Pros of a DWC system:
- Deep water culture systems can grow plants extremely fast with powerful root systems. In a system like this, the root zone is always in contact with the two things it needs the most – oxygen and nutrients.
- The startup costs of setting up a small DWC system are minimal compared to that of a RDWC system.
- Sharing is caring, unless the plants have a root problem. In a simple DWC setup, the nutrient solution is isolated to a single plant which helps in containing potential outbreaks of root disease.
Cons of a DWC system:
- There is no effective way to keep the nutrient solution cool if your grow room temperatures rise. Higher root zone temperatures (72F+ 22C+) are a big problem and a potential breeding ground for root diseases.

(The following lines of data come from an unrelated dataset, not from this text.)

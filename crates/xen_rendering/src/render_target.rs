//! # Render Target
//!
//! Offscreen framebuffer with one HDR color texture and one depth texture,
//! sized to the window. Allocation is a single scoped batch:
//!
//! ```text
//! create framebuffer ─┐
//! create color tex ───┼─> attach color(0) + depth ─> (batch drops, executes)
//! create depth tex ───┘
//! ```
//!
//! On resize the new objects are allocated first; the old ones are deleted
//! only once every new object exists. A failed allocation deletes whatever
//! it did create, so a target never owns a half-built set or a dead id.

use xen_core::{FramebufferId, GpuResource, TextureId};

use crate::batch::ScopedBatchQueue;
use crate::commands::{
    BindFramebufferCommand, CommandOutput, CreateFramebuffersCommand, CreateTexturesCommand,
    DeleteFramebuffersCommand, DeleteTexturesCommand, SetViewportCommand,
};
use crate::device::{Attachment, GraphicsDevice, TextureDesc, Viewport};
use crate::error::{RenderError, RenderResult};
use crate::system::RenderSystem;
use crate::volatile::Volatile;

/// Outputs of one allocation batch.
struct Allocation {
    framebuffer: CommandOutput<Vec<FramebufferId>>,
    color: CommandOutput<Vec<TextureId>>,
    depth: CommandOutput<Vec<TextureId>>,
}

fn first<T: Copy>(output: &CommandOutput<Vec<T>>) -> Option<T> {
    output.with(|ids| ids.and_then(|ids| ids.first().copied()))
}

fn delete_objects(
    batch: &mut ScopedBatchQueue<'_>,
    framebuffer: Option<FramebufferId>,
    textures: Vec<TextureId>,
) {
    if let Some(framebuffer) = framebuffer {
        batch.submit(DeleteFramebuffersCommand(vec![framebuffer]));
    }
    if !textures.is_empty() {
        batch.submit(DeleteTexturesCommand(textures));
    }
}

impl Allocation {
    fn submit(batch: &mut ScopedBatchQueue<'_>, width: u32, height: u32) -> Self {
        let allocation = Self {
            framebuffer: CommandOutput::new(),
            color: CommandOutput::new(),
            depth: CommandOutput::new(),
        };
        let (fb, color, depth) = (
            allocation.framebuffer.clone(),
            allocation.color.clone(),
            allocation.depth.clone(),
        );
        batch
            .submit(CreateFramebuffersCommand::new(1).into_output(&allocation.framebuffer))
            .submit(CreateTexturesCommand::new(1, TextureDesc::color(width, height)).into_output(&allocation.color))
            .submit(CreateTexturesCommand::new(1, TextureDesc::depth(width, height)).into_output(&allocation.depth))
            .submit(move |device: &mut dyn GraphicsDevice| {
                let (Some(fb), Some(color), Some(depth)) = (first(&fb), first(&color), first(&depth)) else {
                    return;
                };
                device.attach_texture(fb, Attachment::Color(0), color);
                device.attach_texture(fb, Attachment::Depth, depth);
            });
        allocation
    }

    /// All three ids, or the first missing object after deleting the ones
    /// that were created.
    fn finish(&self, render: &mut RenderSystem) -> RenderResult<(FramebufferId, TextureId, TextureId)> {
        let (framebuffer, color, depth) = (first(&self.framebuffer), first(&self.color), first(&self.depth));
        if let (Some(framebuffer), Some(color), Some(depth)) = (framebuffer, color, depth) {
            return Ok((framebuffer, color, depth));
        }

        let what = match (framebuffer, color) {
            (None, _) => "framebuffer",
            (Some(_), None) => "color texture",
            (Some(_), Some(_)) => "depth texture",
        };
        let textures: Vec<TextureId> = color.into_iter().chain(depth).collect();
        tracing::warn!(
            "render target allocation failed at {}, deleting {} partial objects",
            what,
            usize::from(framebuffer.is_some()) + textures.len()
        );
        delete_objects(&mut render.batch(), framebuffer, textures);
        Err(RenderError::Allocation { what })
    }
}

/// Framebuffer + color + depth, rebuilt on resize.
#[derive(Debug, Clone, PartialEq, Eq)]
pub struct RenderTarget {
    framebuffer: FramebufferId,
    color: TextureId,
    depth: TextureId,
    width: u32,
    height: u32,
}

impl RenderTarget {
    /// Allocates a `width` x `height` target.
    ///
    /// # Errors
    ///
    /// [`RenderError::Allocation`] if the device could not create an object.
    /// Nothing stays allocated in that case.
    pub fn new(render: &mut RenderSystem, width: u32, height: u32) -> RenderResult<Self> {
        let allocation = {
            let mut batch = render.batch();
            Allocation::submit(&mut batch, width, height)
        };
        let (framebuffer, color, depth) = allocation.finish(render)?;
        tracing::debug!("render target {} allocated at {}x{}", framebuffer, width, height);
        Ok(Self {
            framebuffer,
            color,
            depth,
            width,
            height,
        })
    }

    /// Allocates objects at the new size, then deletes the current ones.
    ///
    /// Needs room for both sets on the device while it runs.
    ///
    /// # Errors
    ///
    /// [`RenderError::Allocation`] if the device could not create an object.
    /// The target then keeps its current objects and size, all still live.
    pub fn rebuild(&mut self, render: &mut RenderSystem, width: u32, height: u32) -> RenderResult<()> {
        let allocation = {
            let mut batch = render.batch();
            Allocation::submit(&mut batch, width, height)
        };
        let (framebuffer, color, depth) = allocation.finish(render)?;
        let old = std::mem::replace(
            self,
            Self {
                framebuffer,
                color,
                depth,
                width,
                height,
            },
        );
        delete_objects(&mut render.batch(), Some(old.framebuffer), vec![old.color, old.depth]);
        tracing::debug!(
            "render target {} rebuilt at {}x{} (was {} at {}x{})",
            framebuffer,
            width,
            height,
            old.framebuffer,
            old.width,
            old.height
        );
        Ok(())
    }

    /// Queues binding this target with a full viewport.
    pub fn bind(&self, render: &mut RenderSystem) {
        render
            .submit(BindFramebufferCommand(Some(self.framebuffer)))
            .submit(SetViewportCommand(Viewport::full(self.width, self.height)));
    }

    /// Queues deletion of every object.
    pub fn release(self, render: &mut RenderSystem) {
        render
            .submit(DeleteFramebuffersCommand(vec![self.framebuffer]))
            .submit(DeleteTexturesCommand(vec![self.color, self.depth]));
    }

    /// The framebuffer.
    #[must_use]
    pub fn framebuffer(&self) -> FramebufferId {
        self.framebuffer
    }

    /// The color attachment.
    #[must_use]
    pub fn color(&self) -> TextureId {
        self.color
    }

    /// The depth attachment.
    #[must_use]
    pub fn depth(&self) -> TextureId {
        self.depth
    }

    /// Current size.
    #[must_use]
    pub fn size(&self) -> (u32, u32) {
        (self.width, self.height)
    }

    /// Every GPU object the target owns.
    #[must_use]
    pub fn resources(&self) -> [GpuResource; 3] {
        [
            GpuResource::Framebuffer(self.framebuffer),
            GpuResource::Texture(self.color),
            GpuResource::Texture(self.depth),
        ]
    }
}

impl Volatile for RenderTarget {
    fn on_resize(&mut self, width: u32, height: u32, render: &mut RenderSystem) {
        if (width, height) == self.size() {
            return;
        }
        if let Err(error) = self.rebuild(render, width, height) {
            tracing::error!(
                "render target rebuild at {}x{} failed, keeping {}x{}: {}",
                width,
                height,
                self.width,
                self.height,
                error
            );
        }
    }
}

- DWC systems require more manual labor for larger setups. Each DWC bucket needs to be drained, filled and regularly checked throughout the growing cycle.

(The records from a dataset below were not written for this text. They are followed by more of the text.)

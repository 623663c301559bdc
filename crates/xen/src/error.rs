//! Engine-level errors.
//!
//! Everything that can stop the engine from starting, or end a run early,
//! funnels into [`EngineError`]. The demo binary logs it and exits non-zero.

use std::io;
use std::path::PathBuf;

use thiserror::Error;
use xen_core::StateBufferError;
use xen_rendering::RenderError;

/// Errors surfaced by [`GameLoop::run`](crate::GameLoop::run) and config loading.
#[derive(Error, Debug)]
pub enum EngineError {
    /// The config file could not be read.
    #[error("failed to read config {}: {source}", .path.display())]
    ConfigRead {
        /// File that was requested.
        path: PathBuf,
        /// Underlying I/O error.
        source: io::Error,
    },

    /// The config file is not valid TOML for [`EngineConfig`](crate::EngineConfig).
    #[error("invalid config: {0}")]
    ConfigParse(#[from] toml::de::Error),

    /// The config could not be written back out.
    #[error("config serialization failed: {0}")]
    ConfigWrite(#[from] toml::ser::Error),

    /// A config value is out of range.
    #[error("invalid config value: {0}")]
    InvalidConfig(String),

    /// Graphics device or render system failure.
    #[error(transparent)]
    Render(#[from] RenderError),

    /// State buffer misuse.
    #[error(transparent)]
    State(#[from] StateBufferError),

    /// The simulation thread could not be started.
    #[error("failed to spawn simulation thread: {0}")]
    ThreadSpawn(#[source] io::Error),

    /// The simulation thread panicked.
    #[error("simulation thread panicked")]
    SimulationPanicked,

    /// The game's own content failed to load.
    #[error("content load failed: {0}")]
    Content(String),
}

/// Result type for engine operations.
pub type EngineResult<T> = Result<T, EngineError>;
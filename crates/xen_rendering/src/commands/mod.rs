//! # Render Commands
//!
//! Deferred GPU work: typed commands, the FIFO queue that drains them on the
//! context thread, and the channel other threads submit through.

mod channel;
mod command;
mod output;
mod queue;

pub use channel::{command_channel, CommandReceiver, CommandSender, DrainGuard};
pub use command::{
    AttachTextureCommand, BindFramebufferCommand, BindTextureCommand, ClearCommand,
    CreateBuffersCommand, CreateFramebuffersCommand, CreateTexturesCommand, DeleteBuffersCommand,
    DeleteFramebuffersCommand, DeleteTexturesCommand, DrawElementsCommand, RenderCommand,
    SetViewportCommand, UploadBufferCommand,
};
pub use output::CommandOutput;
pub use queue::{CommandQueue, QueueState};
//! GPU frame timing.

use crate::device::GraphicsDevice;

/// Wraps the device's timer query around a frame's GPU work.
///
/// `end` blocks until the result is available. It is the only readback the
/// render loop waits on.
#[derive(Debug, Default)]
pub struct GpuTimer {
    active: bool,
    last_ms: f32,
}

impl GpuTimer {
    /// Creates an idle timer.
    #[must_use]
    pub fn new() -> Self {
        Self::default()
    }

    /// Starts timing. A second `begin` without `end` is ignored.
    pub fn begin(&mut self, device: &mut dyn GraphicsDevice) {
        if self.active {
            return;
        }
        device.begin_timer_query();
        self.active = true;
    }

    /// Stops timing and returns the elapsed GPU milliseconds.
    ///
    /// Returns the previous measurement if the timer was not running.
    pub fn end(&mut self, device: &mut dyn GraphicsDevice) -> f32 {
        if !self.active {
            return self.last_ms;
        }
        self.active = false;
        if let Some(elapsed) = device.end_timer_query() {
            self.last_ms = elapsed.as_secs_f32() * 1000.0;
        }
        self.last_ms
    }

    /// Last measured GPU time in milliseconds.
    #[must_use]
    pub fn last_ms(&self) -> f32 {
        self.last_ms
    }

    /// Returns true between `begin` and `end`.
    #[must_use]
    pub fn is_active(&self) -> bool {
        self.active
    }
}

Important Tips for Deep Water Culture:
- Keep an eye on the pH and EC of the nutrient solution inside of each container. If the EC is high or the water levels are low, top the reservoir off with fresh water. If the pH of the nutrient solution is outside of 5.8-6.2, correct the pH of the top-off water to push the nutrient solution in the direction you need to go.
- You really can’t overdo it with air stones. Pathogens and root diseases don’t do well in oxygen rich environments. The more dissolved air you can push into the nutrient solution, the better.
- If your root enclosures leak light, wrap them with light-proof panda film – white side out. This will help reflect light back on to the plants, and keep your root zone dark and cool.
- Minimize or eliminate organic nutrients. Kelp, humic/fulvic acid, carbohydrates and amino acids will feed and magnify outbreaks of harmful bacteria in your reservoir.
- If you experience any slime or rotten smell at the root zone, do not share or cross contaminate anything that these infected plants have touched. Remove potential problem plants from growing room and clean the area and shared equipment with bleach and water.